PointBank is converting its core banking to VSoft's CoreSoft, a modern browser-based system built with J2EE technology. The $350 million bank is so confident in CoreSoft's abilities that it plans to offer the system as an outsourced service via PointBank's in-house data center to other Texas banks needing modern core processing, in addition to powering PointBank's nine branches.
"CoreSoft is going to increase four-fold our ability to handle what we're doing now with the same staff we have today," says Ray David, president of the Pilot Point-based bank. "We thought, 'Why not bring on 20 or 30 other branches from non-competing banks in South or West Texas that just don't want the headaches of handling operations? Why not turn this into a source of income for our bank?'
"We're on the outskirts of the Dallas-Fort Worth metroplex, and a lot of smaller banks out there need someone to offer that personal touch they can't get from some of the bigger houses," David adds. "This product is going to allow us to move into that outsourcing arena."
PointBank won't launch the service bureau for at least another year, because full conversion to CoreSoft won't occur at the bank until the end of January 2014. The addition of ancillary services is already underway: Products are being added, tested and manually entered into PointBank's legacy core where needed, and services will run in parallel prior to conversion day.
But the switch is primarily being undertaken so the bank can resolve longstanding operational problems caused, David says, by the shortcomings of PointBank's legacy system. The main goal is to make currently manual tasks like loan processing more electronic, as well as to boost CRM and compliance, and speed delivery of services like mobile remote deposit to customers.
"It's tough to want to reinvest in a whole new system after you get the initial investment in a legacy core depreciated off your books," David says. "But there is a pain point in inefficiencies reached that makes switching required."
A specific problem with the old system occurs whenever there's a holiday: The release dates of holds placed on customer deposits are changed to the wrong day then, so the bank's tellers must manually correct every inaccurate hold card. "Our system changes our dates on us and we have to go back and change it to the next day every time," David says. "Messing those up is a compliance issue. So I've had to set up a two-tier system of audits just to make sure those dates are right and we're getting them out."
Mobile deposit capture was slated at press time to go live Feb. 1. PointBank expects to launch online account opening by the end of the first quarter. Services like these, as well as loan documentation and CRM, currently require staff to re-enter data into PointBank's legacy core system, because the old core lacks an interface to these processes. But when conversion to the new core occurs next year, the data will flow through automatically to CoreSoft.

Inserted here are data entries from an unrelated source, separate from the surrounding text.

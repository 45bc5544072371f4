//! CLI entry point for ampgate.

pub mod auth;

use clap::{Parser, Subcommand};

/// Ampgate CLI
#[derive(Parser, Debug)]
#[command(
    name = "ampgate",
    version,
    about = "Activity-driven power gate for an amplified audio rig"
)]
pub struct Cli {
    #[command(subcommand)]
    pub command: Commands,
}

/// Top-level CLI commands.
#[derive(Subcommand, Debug)]
pub enum Commands {
    /// Run the monitoring loop in the foreground
    Run(RunArgs),
    /// Show rig power state and credential health
    Status,
    /// Spotify authorization management
    Auth(AuthArgs),
    /// Drive the plugs directly, bypassing the monitor
    Switch(SwitchArgs),
}

/// Arguments for the `run` subcommand.
#[derive(Parser, Debug)]
pub struct RunArgs {
    /// Idle minutes before shutoff (overrides AMPGATE_IDLE_MINUTES)
    #[arg(long)]
    pub idle_minutes: Option<u64>,

    /// Seconds between activity polls (overrides AMPGATE_TICK_SECONDS)
    #[arg(long)]
    pub tick_seconds: Option<u64>,
}

/// Arguments for the `auth` subcommand group.
#[derive(Parser, Debug)]
pub struct AuthArgs {
    #[command(subcommand)]
    pub command: AuthCommands,
}

/// Auth subcommands for login, status, and logout.
#[derive(Subcommand, Debug)]
pub enum AuthCommands {
    /// Authorize with Spotify and store the credential
    Login,
    /// Show stored credential status
    Status,
    /// Remove the stored credential
    Logout,
}

/// Arguments for the `switch` subcommand group.
#[derive(Parser, Debug)]
pub struct SwitchArgs {
    #[command(subcommand)]
    pub command: SwitchCommands,
}

/// Manual plug control.
#[derive(Subcommand, Debug)]
pub enum SwitchCommands {
    /// Power the rig on (mixer first, then speakers)
    On,
    /// Power the rig off (speakers first, then mixer)
    Off,
    /// Flip the rig to the opposite state
    Toggle,
}

impl Cli {
    /// Parse CLI arguments.
    pub fn parse_args() -> Self {
        Self::parse()
    }
}
//! Error types for ampgate.

use thiserror::Error;

/// Primary error type for all ampgate operations.
#[derive(Error, Debug)]
pub enum AmpgateError {
    #[error("Configuration error: {0}")]
    Configuration(String),

    #[error("Authentication error: {0}")]
    Authentication(String),

    #[error("API error (status {status}): {message}")]
    Api { status: u16, message: String },

    #[error("Transport error: {0}")]
    Transport(#[from] reqwest::Error),

    #[error("Timeout after {0}ms")]
    Timeout(u64),

    #[error("Device unreachable: {device}: {message}")]
    DeviceUnreachable { device: String, message: String },

    #[error("Malformed response: {0}")]
    MalformedResponse(String),

    #[error("IO error: {0}")]
    Io(#[from] std::io::Error),

    #[error("Serialization error: {0}")]
    Serialization(#[from] serde_json::Error),

    #[error("Invalid state: {0}")]
    InvalidState(String),
}

/// Broad error category for routing recovery logic.
#[derive(Debug, Clone, Copy, PartialEq, Eq)]
pub enum ErrorCategory {
    Authentication,
    RateLimit,
    Network,
    Timeout,
    Server,
    Api,
    Configuration,
    Serialization,
    Protocol,
    Device,
    Unknown,
}

impl AmpgateError {
    /// Create an API error from a status code and message.
    pub fn api(status: u16, message: impl Into<String>) -> Self {
        Self::Api {
            status,
            message: message.into(),
        }
    }

    /// Create a device-unreachable error.
    pub fn device(device: impl Into<String>, message: impl Into<String>) -> Self {
        Self::DeviceUnreachable {
            device: device.into(),
            message: message.into(),
        }
    }

    /// Classify this error into a category.
    pub fn category(&self) -> ErrorCategory {
        match self {
            Self::Authentication(_) => ErrorCategory::Authentication,
            Self::Transport(_) => ErrorCategory::Network,
            Self::Timeout(_) => ErrorCategory::Timeout,
            Self::Configuration(_) => ErrorCategory::Configuration,
            Self::Serialization(_) => ErrorCategory::Serialization,
            Self::MalformedResponse(_) => ErrorCategory::Protocol,
            Self::DeviceUnreachable { .. } => ErrorCategory::Device,
            Self::Api { status, .. } => match status {
                401 | 403 => ErrorCategory::Authentication,
                429 => ErrorCategory::RateLimit,
                500..=599 => ErrorCategory::Server,
                _ => ErrorCategory::Api,
            },
            _ => ErrorCategory::Unknown,
        }
    }

    /// Whether this error is potentially retryable.
    pub fn is_retryable(&self) -> bool {
        matches!(
            self.category(),
            ErrorCategory::RateLimit
                | ErrorCategory::Network
                | ErrorCategory::Timeout
                | ErrorCategory::Server
        )
    }

    /// Whether this error should halt monitoring instead of being
    /// logged and skipped. Only authentication failures qualify;
    /// everything else is retried on a later tick.
    pub fn is_fatal(&self) -> bool {
        matches!(self.category(), ErrorCategory::Authentication)
    }
}

/// Convenience alias.
pub type Result<T> = std::result::Result<T, AmpgateError>;
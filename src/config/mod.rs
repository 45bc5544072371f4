//! Environment-driven configuration.

use std::path::PathBuf;
use std::str::FromStr;
use std::time::Duration;

use crate::auth::store::default_credential_path;
use crate::error::AmpgateError;

/// Fallback redirect URI when `SPOTIFY_REDIRECT_URI` is unset.
pub const DEFAULT_REDIRECT_URI: &str = "http://127.0.0.1:8888/callback";
const DEFAULT_IDLE_MINUTES: u64 = 20;
const MAX_IDLE_MINUTES: u64 = 7 * 24 * 60; // one week
const DEFAULT_TICK_SECONDS: u64 = 30;
const DEFAULT_RECOVERY_SECONDS: u64 = 5;
const DEFAULT_SETTLE_MS: u64 = 2000;
const DEFAULT_HTTP_TIMEOUT_SECONDS: u64 = 8;

/// Settings for the daemon and CLI, loaded from the environment.
///
/// A `.env` file next to the binary is read first when present. The
/// device addresses and OAuth application values are required; the
/// tunables all have defaults.
#[derive(Debug, Clone)]
pub struct AmpgateConfig {
    /// OAuth application id for the streaming service.
    pub client_id: String,
    /// OAuth application secret.
    pub client_secret: String,
    /// Redirect URI registered with the OAuth application.
    pub redirect_uri: String,
    /// Speakers smart plug address (host, or host:port).
    pub speakers_addr: String,
    /// Mixer smart plug address.
    pub mixer_addr: String,
    /// TV host for the JSON-RPC power query.
    pub tv_addr: String,
    /// Where the credential file lives.
    pub credential_path: PathBuf,
    /// Idle minutes before the rig powers off.
    pub idle_minutes: u64,
    /// Pause between polling ticks.
    pub tick_interval: Duration,
    /// Pause after a failed tick, before the next attempt.
    pub recovery_interval: Duration,
    /// Settle time between switching the two chain stages.
    pub settle_delay: Duration,
    /// Per-request timeout for API and device HTTP calls.
    pub http_timeout: Duration,
}

impl AmpgateConfig {
    /// Load from environment variables, reading `.env` first.
    pub fn from_env() -> Result<Self, AmpgateError> {
        let _ = dotenvy::dotenv(); // load .env if present, ignore error

        let config = Self {
            client_id: require("SPOTIFY_CLIENT_ID")?,
            client_secret: require("SPOTIFY_CLIENT_SECRET")?,
            redirect_uri: std::env::var("SPOTIFY_REDIRECT_URI")
                .unwrap_or_else(|_| DEFAULT_REDIRECT_URI.to_string()),
            speakers_addr: require("SPEAKERS_ADDR")?,
            mixer_addr: require("MIXER_ADDR")?,
            tv_addr: require("TV_ADDR")?,
            credential_path: std::env::var("AMPGATE_CREDENTIAL_PATH")
                .map(PathBuf::from)
                .unwrap_or_else(|_| default_credential_path()),
            idle_minutes: parse_var("AMPGATE_IDLE_MINUTES", DEFAULT_IDLE_MINUTES)?,
            tick_interval: Duration::from_secs(parse_var(
                "AMPGATE_TICK_SECONDS",
                DEFAULT_TICK_SECONDS,
            )?),
            recovery_interval: Duration::from_secs(parse_var(
                "AMPGATE_RECOVERY_SECONDS",
                DEFAULT_RECOVERY_SECONDS,
            )?),
            settle_delay: Duration::from_millis(parse_var("AMPGATE_SETTLE_MS", DEFAULT_SETTLE_MS)?),
            http_timeout: Duration::from_secs(parse_var(
                "AMPGATE_HTTP_TIMEOUT_SECONDS",
                DEFAULT_HTTP_TIMEOUT_SECONDS,
            )?),
        };
        config.validate()?;
        Ok(config)
    }

    /// Check cross-field constraints. Called by `from_env`, and again
    /// by the CLI after applying flag overrides.
    pub fn validate(&self) -> Result<(), AmpgateError> {
        if self.idle_minutes == 0 {
            return Err(AmpgateError::Configuration(
                "AMPGATE_IDLE_MINUTES must be at least 1".to_string(),
            ));
        }
        if self.idle_minutes > MAX_IDLE_MINUTES {
            return Err(AmpgateError::Configuration(format!(
                "AMPGATE_IDLE_MINUTES must be at most {MAX_IDLE_MINUTES}"
            )));
        }
        if self.tick_interval.is_zero() {
            return Err(AmpgateError::Configuration(
                "AMPGATE_TICK_SECONDS must be at least 1".to_string(),
            ));
        }
        if self.recovery_interval >= self.tick_interval {
            return Err(AmpgateError::Configuration(
                "AMPGATE_RECOVERY_SECONDS must be shorter than AMPGATE_TICK_SECONDS".to_string(),
            ));
        }
        Ok(())
    }
}

fn require(name: &str) -> Result<String, AmpgateError> {
    std::env::var(name)
        .ok()
        .filter(|value| !value.trim().is_empty())
        .ok_or_else(|| AmpgateError::Configuration(format!("{name} is not set")))
}

fn parse_var<T: FromStr>(name: &str, default: T) -> Result<T, AmpgateError> {
    match std::env::var(name) {
        Ok(raw) => raw.trim().parse().map_err(|_| {
            AmpgateError::Configuration(format!("{name} is not a valid number: {raw}"))
        }),
        Err(_) => Ok(default),
    }
}

#[cfg(test)]
mod tests {
    use super::*;

    fn sample() -> AmpgateConfig {
        AmpgateConfig {
            client_id: "id".to_string(),
            client_secret: "secret".to_string(),
            redirect_uri: DEFAULT_REDIRECT_URI.to_string(),
            speakers_addr: "10.0.0.11".to_string(),
            mixer_addr: "10.0.0.12".to_string(),
            tv_addr: "10.0.0.13".to_string(),
            credential_path: PathBuf::from("/tmp/credential.toml"),
            idle_minutes: 20,
            tick_interval: Duration::from_secs(30),
            recovery_interval: Duration::from_secs(5),
            settle_delay: Duration::from_millis(2000),
            http_timeout: Duration::from_secs(8),
        }
    }

    #[test]
    fn sample_config_validates() {
        assert!(sample().validate().is_ok());
    }

    #[test]
    fn zero_idle_minutes_is_rejected() {
        let config = AmpgateConfig {
            idle_minutes: 0,
            ..sample()
        };
        assert!(matches!(
            config.validate(),
            Err(AmpgateError::Configuration(_))
        ));
    }

    #[test]
    fn oversized_idle_minutes_is_rejected() {
        let week = AmpgateConfig {
            idle_minutes: MAX_IDLE_MINUTES,
            ..sample()
        };
        assert!(week.validate().is_ok());

        let config = AmpgateConfig {
            idle_minutes: u64::MAX,
            ..sample()
        };
        assert!(matches!(
            config.validate(),
            Err(AmpgateError::Configuration(_))
        ));
    }

    #[test]
    fn recovery_must_be_shorter_than_tick() {
        let config = AmpgateConfig {
            recovery_interval: Duration::from_secs(30),
            ..sample()
        };
        assert!(matches!(
            config.validate(),
            Err(AmpgateError::Configuration(_))
        ));
    }
}
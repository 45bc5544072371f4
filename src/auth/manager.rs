use std::sync::{Arc, Mutex};
use std::time::Duration;

use chrono::Utc;
use reqwest::StatusCode;
use serde::Deserialize;

use crate::error::AmpgateError;
use crate::util::http::{http_client, DEFAULT_HTTP_TIMEOUT};
use crate::util::retry::RetryPolicy;

use super::credential::Credential;
use super::error::AuthError;
use super::store::CredentialStore;

const DEFAULT_AUTHORIZE_URL: &str = "https://accounts.spotify.com/authorize";
const DEFAULT_TOKEN_URL: &str = "https://accounts.spotify.com/api/token";
const PLAYBACK_SCOPE: &str = "user-read-playback-state";

/// Keeps the streaming-service credential usable.
///
/// Loads the persisted credential, refreshes it against the token
/// endpoint when it gets close to expiry, and persists every change
/// before handing tokens out.
///
/// # Example
/// ```no_run
/// use std::sync::Arc;
/// use ampgate::auth::{CredentialManager, FileCredentialStore};
///
/// let store = Arc::new(FileCredentialStore::new_default());
/// let manager = CredentialManager::new(
///     store,
///     "client-id",
///     "client-secret",
///     "http://127.0.0.1:8888/callback",
/// );
/// ```
pub struct CredentialManager {
    client: reqwest::Client,
    store: Arc<dyn CredentialStore>,
    client_id: String,
    client_secret: String,
    redirect_uri: String,
    token_url: String,
    authorize_base: String,
    retry: RetryPolicy,
    cached: Mutex<Option<Credential>>,
}

impl CredentialManager {
    pub fn new(
        store: Arc<dyn CredentialStore>,
        client_id: impl Into<String>,
        client_secret: impl Into<String>,
        redirect_uri: impl Into<String>,
    ) -> Self {
        Self {
            client: http_client(DEFAULT_HTTP_TIMEOUT),
            store,
            client_id: client_id.into(),
            client_secret: client_secret.into(),
            redirect_uri: redirect_uri.into(),
            token_url: DEFAULT_TOKEN_URL.to_string(),
            authorize_base: DEFAULT_AUTHORIZE_URL.to_string(),
            retry: RetryPolicy::default(),
            cached: Mutex::new(None),
        }
    }

    pub fn with_token_url(mut self, url: impl Into<String>) -> Self {
        self.token_url = url.into();
        self
    }

    pub fn with_authorize_url(mut self, url: impl Into<String>) -> Self {
        self.authorize_base = url.into();
        self
    }

    pub fn with_retry_policy(mut self, retry: RetryPolicy) -> Self {
        self.retry = retry;
        self
    }

    pub fn with_http_timeout(mut self, timeout: Duration) -> Self {
        self.client = http_client(timeout);
        self
    }

    /// The stored credential, if any, without touching the network.
    pub fn current(&self) -> Result<Option<Credential>, AmpgateError> {
        if let Ok(guard) = self.cached.lock() {
            if let Some(credential) = guard.as_ref() {
                return Ok(Some(credential.clone()));
            }
        }
        let loaded = self.store.load()?;
        if let Some(credential) = loaded.as_ref() {
            if let Ok(mut guard) = self.cached.lock() {
                *guard = Some(credential.clone());
            }
        }
        Ok(loaded)
    }

    /// Guarantee a usable access token, refreshing first when the
    /// stored one is inside the expiry margin.
    ///
    /// Fails with an authentication error when no credential has been
    /// stored at all, which callers treat as "run the login flow".
    pub async fn ensure_valid(&self) -> Result<String, AmpgateError> {
        let credential = self.current()?.ok_or(AuthError::NotAuthorized)?;
        if !credential.needs_refresh() {
            if let Some(token) = credential.access_token {
                return Ok(token);
            }
        }
        let refreshed = self.refresh().await?;
        refreshed.access_token.ok_or_else(|| {
            AmpgateError::from(AuthError::InvalidResponse(
                "refresh response missing access token".to_string(),
            ))
        })
    }

    /// Refresh against the token endpoint and persist the result.
    ///
    /// Transport failures and server errors are retried with bounded
    /// exponential backoff; a rejected grant or malformed body fails
    /// immediately. The stored credential is only replaced once the new
    /// one has been written out, so a failed refresh leaves the old
    /// record intact.
    pub async fn refresh(&self) -> Result<Credential, AmpgateError> {
        let credential = self.current()?.ok_or(AuthError::NotAuthorized)?;
        let refresh_token = credential
            .refresh_token
            .clone()
            .ok_or(AuthError::MissingRefreshToken)?;

        let response = self
            .retry
            .execute(|| self.request_refresh(&refresh_token))
            .await?;

        let refreshed = Credential {
            access_token: Some(response.access_token),
            refresh_token: response.refresh_token.or(credential.refresh_token),
            issued_at: Some(Utc::now()),
            expires_in: Some(response.expires_in),
        };
        self.persist(refreshed.clone())?;
        tracing::debug!("Refreshed access token");
        Ok(refreshed)
    }

    /// Exchange an authorization code from the consent redirect for a
    /// credential, persisting it for later runs.
    pub async fn exchange_authorization_code(
        &self,
        code: &str,
    ) -> Result<Credential, AmpgateError> {
        let response = self
            .client
            .post(&self.token_url)
            .header("Authorization", self.basic_auth_header())
            .form(&[
                ("grant_type", "authorization_code"),
                ("code", code),
                ("redirect_uri", self.redirect_uri.as_str()),
            ])
            .send()
            .await?;
        let status = response.status();
        let body = response.text().await?;
        if !status.is_success() {
            return Err(AuthError::InvalidGrant(format!(
                "authorization code exchange failed (status {})",
                status.as_u16()
            ))
            .into());
        }
        let parsed = parse_token_response(&body)?;
        let credential = Credential {
            access_token: Some(parsed.access_token),
            refresh_token: parsed.refresh_token,
            issued_at: Some(Utc::now()),
            expires_in: Some(parsed.expires_in),
        };
        self.persist(credential.clone())?;
        Ok(credential)
    }

    /// User-facing consent URL for the authorization code flow.
    pub fn authorize_url(&self) -> Result<String, AmpgateError> {
        let url = reqwest::Url::parse_with_params(
            &self.authorize_base,
            &[
                ("client_id", self.client_id.as_str()),
                ("response_type", "code"),
                ("redirect_uri", self.redirect_uri.as_str()),
                ("scope", PLAYBACK_SCOPE),
            ],
        )
        .map_err(|err| AmpgateError::Configuration(format!("authorize URL: {err}")))?;
        Ok(url.to_string())
    }

    /// Drop the stored credential.
    pub fn logout(&self) -> Result<(), AmpgateError> {
        self.store.clear()?;
        if let Ok(mut guard) = self.cached.lock() {
            *guard = None;
        }
        Ok(())
    }

    async fn request_refresh(&self, refresh_token: &str) -> Result<TokenResponse, AmpgateError> {
        let response = self
            .client
            .post(&self.token_url)
            .header("Authorization", self.basic_auth_header())
            .form(&[
                ("grant_type", "refresh_token"),
                ("refresh_token", refresh_token),
            ])
            .send()
            .await?;
        let status = response.status();
        let body = response.text().await?;
        if status.is_success() {
            return parse_token_response(&body);
        }
        if status == StatusCode::TOO_MANY_REQUESTS || status.is_server_error() {
            return Err(AmpgateError::api(status.as_u16(), body));
        }
        Err(AuthError::InvalidGrant(format!(
            "token endpoint rejected refresh (status {})",
            status.as_u16()
        ))
        .into())
    }

    fn persist(&self, credential: Credential) -> Result<(), AmpgateError> {
        self.store.save(&credential)?;
        if let Ok(mut guard) = self.cached.lock() {
            *guard = Some(credential);
        }
        Ok(())
    }

    fn basic_auth_header(&self) -> String {
        use base64::engine::general_purpose::STANDARD;
        use base64::Engine;

        let raw = format!("{}:{}", self.client_id, self.client_secret);
        format!("Basic {}", STANDARD.encode(raw))
    }
}

#[derive(Debug, Deserialize)]
struct TokenResponse {
    access_token: String,
    #[serde(default)]
    refresh_token: Option<String>,
    expires_in: i64,
}

fn parse_token_response(body: &str) -> Result<TokenResponse, AmpgateError> {
    serde_json::from_str(body).map_err(|err| {
        AuthError::InvalidResponse(format!("token endpoint body: {err}")).into()
    })
}
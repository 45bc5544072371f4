//! HTTP client construction.

use std::time::Duration;

/// Default per-request timeout for device and API calls.
pub const DEFAULT_HTTP_TIMEOUT: Duration = Duration::from_secs(8);

/// Build a reqwest client with a bounded per-request timeout.
///
/// Every remote call in the crate goes through a client built here, so
/// a wedged device or API cannot stall a polling tick indefinitely.
pub fn http_client(timeout: Duration) -> reqwest::Client {
    reqwest::Client::builder()
        .timeout(timeout)
        .build()
        .expect("Failed to build HTTP client")
}
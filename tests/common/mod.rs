//! Shared test doubles: scripted activity sources, fake switches, and
//! an in-memory credential store.

#![allow(dead_code)]

use std::collections::VecDeque;
use std::sync::atomic::{AtomicBool, AtomicUsize, Ordering};
use std::sync::{Arc, Mutex};

use async_trait::async_trait;
use chrono::Utc;

use ampgate::auth::{AuthError, Credential, CredentialStore};
use ampgate::error::AmpgateError;
use ampgate::source::{ActivitySource, SourceRole};
use ampgate::switch::PowerSwitch;

/// An activity source that replays a scripted sequence of poll
/// results, then keeps returning a fallback once the script runs out.
pub struct ScriptedSource {
    name: String,
    role: SourceRole,
    script: Mutex<VecDeque<Result<bool, AmpgateError>>>,
    fallback: bool,
    ready_error: Mutex<Option<AmpgateError>>,
    polls: AtomicUsize,
}

impl ScriptedSource {
    pub fn new(name: &str, role: SourceRole) -> Self {
        Self {
            name: name.to_string(),
            role,
            script: Mutex::new(VecDeque::new()),
            fallback: false,
            ready_error: Mutex::new(None),
            polls: AtomicUsize::new(0),
        }
    }

    /// Result returned for every poll past the end of the script.
    pub fn with_fallback(mut self, active: bool) -> Self {
        self.fallback = active;
        self
    }

    /// Make the first `check_ready` call fail with `error`.
    pub fn with_ready_error(self, error: AmpgateError) -> Self {
        *self.ready_error.lock().expect("ready lock") = Some(error);
        self
    }

    /// Append one poll result to the script.
    pub fn enqueue(&self, result: Result<bool, AmpgateError>) {
        self.script.lock().expect("script lock").push_back(result);
    }

    /// How many times the loop has polled this source.
    pub fn polls(&self) -> usize {
        self.polls.load(Ordering::SeqCst)
    }
}

#[async_trait]
impl ActivitySource for ScriptedSource {
    fn name(&self) -> &str {
        &self.name
    }

    fn role(&self) -> SourceRole {
        self.role
    }

    async fn is_active(&self) -> Result<bool, AmpgateError> {
        self.polls.fetch_add(1, Ordering::SeqCst);
        match self.script.lock().expect("script lock").pop_front() {
            Some(result) => result,
            None => Ok(self.fallback),
        }
    }

    async fn check_ready(&self) -> Result<(), AmpgateError> {
        match self.ready_error.lock().expect("ready lock").take() {
            Some(error) => Err(error),
            None => Ok(()),
        }
    }
}

/// A switch that records transitions in a shared command log.
///
/// Like the real plug, commands are skipped (and not logged) when the
/// switch is already in the requested state, and queries can be made
/// to fail to exercise the loop's recovery path.
pub struct FakeSwitch {
    name: String,
    on: AtomicBool,
    commands: Arc<Mutex<Vec<String>>>,
    fail_queries: AtomicUsize,
    fail_commands: AtomicBool,
}

impl FakeSwitch {
    pub fn new(name: &str, commands: Arc<Mutex<Vec<String>>>) -> Self {
        Self {
            name: name.to_string(),
            on: AtomicBool::new(false),
            commands,
            fail_queries: AtomicUsize::new(0),
            fail_commands: AtomicBool::new(false),
        }
    }

    pub fn set_on(&self, on: bool) {
        self.on.store(on, Ordering::SeqCst);
    }

    pub fn is_on_now(&self) -> bool {
        self.on.load(Ordering::SeqCst)
    }

    /// Fail the next `count` state queries with a device error.
    pub fn fail_next_queries(&self, count: usize) {
        self.fail_queries.store(count, Ordering::SeqCst);
    }

    /// Make every subsequent command fail with a device error.
    pub fn fail_commands(&self, fail: bool) {
        self.fail_commands.store(fail, Ordering::SeqCst);
    }
}

#[async_trait]
impl PowerSwitch for FakeSwitch {
    fn name(&self) -> &str {
        &self.name
    }

    async fn is_on(&self) -> Result<bool, AmpgateError> {
        let remaining = self.fail_queries.load(Ordering::SeqCst);
        if remaining > 0 {
            self.fail_queries.store(remaining - 1, Ordering::SeqCst);
            return Err(AmpgateError::device(&self.name, "query failed"));
        }
        Ok(self.on.load(Ordering::SeqCst))
    }

    async fn turn_on(&self) -> Result<(), AmpgateError> {
        if self.fail_commands.load(Ordering::SeqCst) {
            return Err(AmpgateError::device(&self.name, "command failed"));
        }
        if !self.on.swap(true, Ordering::SeqCst) {
            self.commands
                .lock()
                .expect("command log lock")
                .push(format!("on {}", self.name));
        }
        Ok(())
    }

    async fn turn_off(&self) -> Result<(), AmpgateError> {
        if self.fail_commands.load(Ordering::SeqCst) {
            return Err(AmpgateError::device(&self.name, "command failed"));
        }
        if self.on.swap(false, Ordering::SeqCst) {
            self.commands
                .lock()
                .expect("command log lock")
                .push(format!("off {}", self.name));
        }
        Ok(())
    }
}

/// Credential store backed by a mutex, for tests that must not touch
/// the filesystem.
#[derive(Default)]
pub struct InMemoryCredentialStore {
    credential: Mutex<Option<Credential>>,
    saves: AtomicUsize,
}

impl InMemoryCredentialStore {
    pub fn new() -> Self {
        Self::default()
    }

    pub fn seed(&self, credential: Credential) {
        *self.credential.lock().expect("store lock") = Some(credential);
    }

    pub fn get(&self) -> Option<Credential> {
        self.credential.lock().expect("store lock").clone()
    }

    pub fn saves(&self) -> usize {
        self.saves.load(Ordering::SeqCst)
    }
}

impl CredentialStore for InMemoryCredentialStore {
    fn load(&self) -> Result<Option<Credential>, AuthError> {
        Ok(self.get())
    }

    fn save(&self, credential: &Credential) -> Result<(), AuthError> {
        *self.credential.lock().expect("store lock") = Some(credential.clone());
        self.saves.fetch_add(1, Ordering::SeqCst);
        Ok(())
    }

    fn clear(&self) -> Result<(), AuthError> {
        *self.credential.lock().expect("store lock") = None;
        Ok(())
    }
}

/// A credential with plenty of lifetime left.
pub fn fresh_credential(access_token: &str) -> Credential {
    Credential {
        access_token: Some(access_token.to_string()),
        refresh_token: Some("refresh-1".to_string()),
        issued_at: Some(Utc::now()),
        expires_in: Some(3600),
    }
}

/// A credential inside the refresh margin (200s of 3600s remaining).
pub fn stale_credential(access_token: &str) -> Credential {
    Credential {
        access_token: Some(access_token.to_string()),
        refresh_token: Some("refresh-1".to_string()),
        issued_at: Some(Utc::now() - chrono::Duration::seconds(3400)),
        expires_in: Some(3600),
    }
}
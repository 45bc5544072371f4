//! Utility modules: http, retry, timeout.

pub mod http;
pub mod retry;
pub mod timeout;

VSoft has won fans for enabling integration of CoreSoft with third-party products and databases. The Duluth, Ga.-based vendor cut its teeth first in the imaging solutions space before publicly entering the core systems market in May 2010, when it announced the beta conversion of Carter Bank & Trust to CoreSoft, following a quiet, three-year development of the system with the $4.3 billion in assets, Martinsville, Va.-based bank.
David is particularly excited about CoreSoft's database culling features, and the possibilities of integrating the system with more automated account opening and documentation products like those offered by Andera and ComplianceOne.
"A lot of reporting solutions out there are limited to what they can pull out of the system to be give you a full, accurate view," David says. "I spent 10 years as a forensic accountant, so analyzing data is very critical to me. And this product, because of the way the database flows, allows us to extract more data on our customers than we've ever been able to before with any other system. In the future, such a technology combination will allow the bank's customers to use iPads to fill out forms and open accounts in its lobby.
PROBLEM: Bank needs a new core system, but at what expense?
SOLUTION: Tap an internet-based system and sell leftover processing to other banks.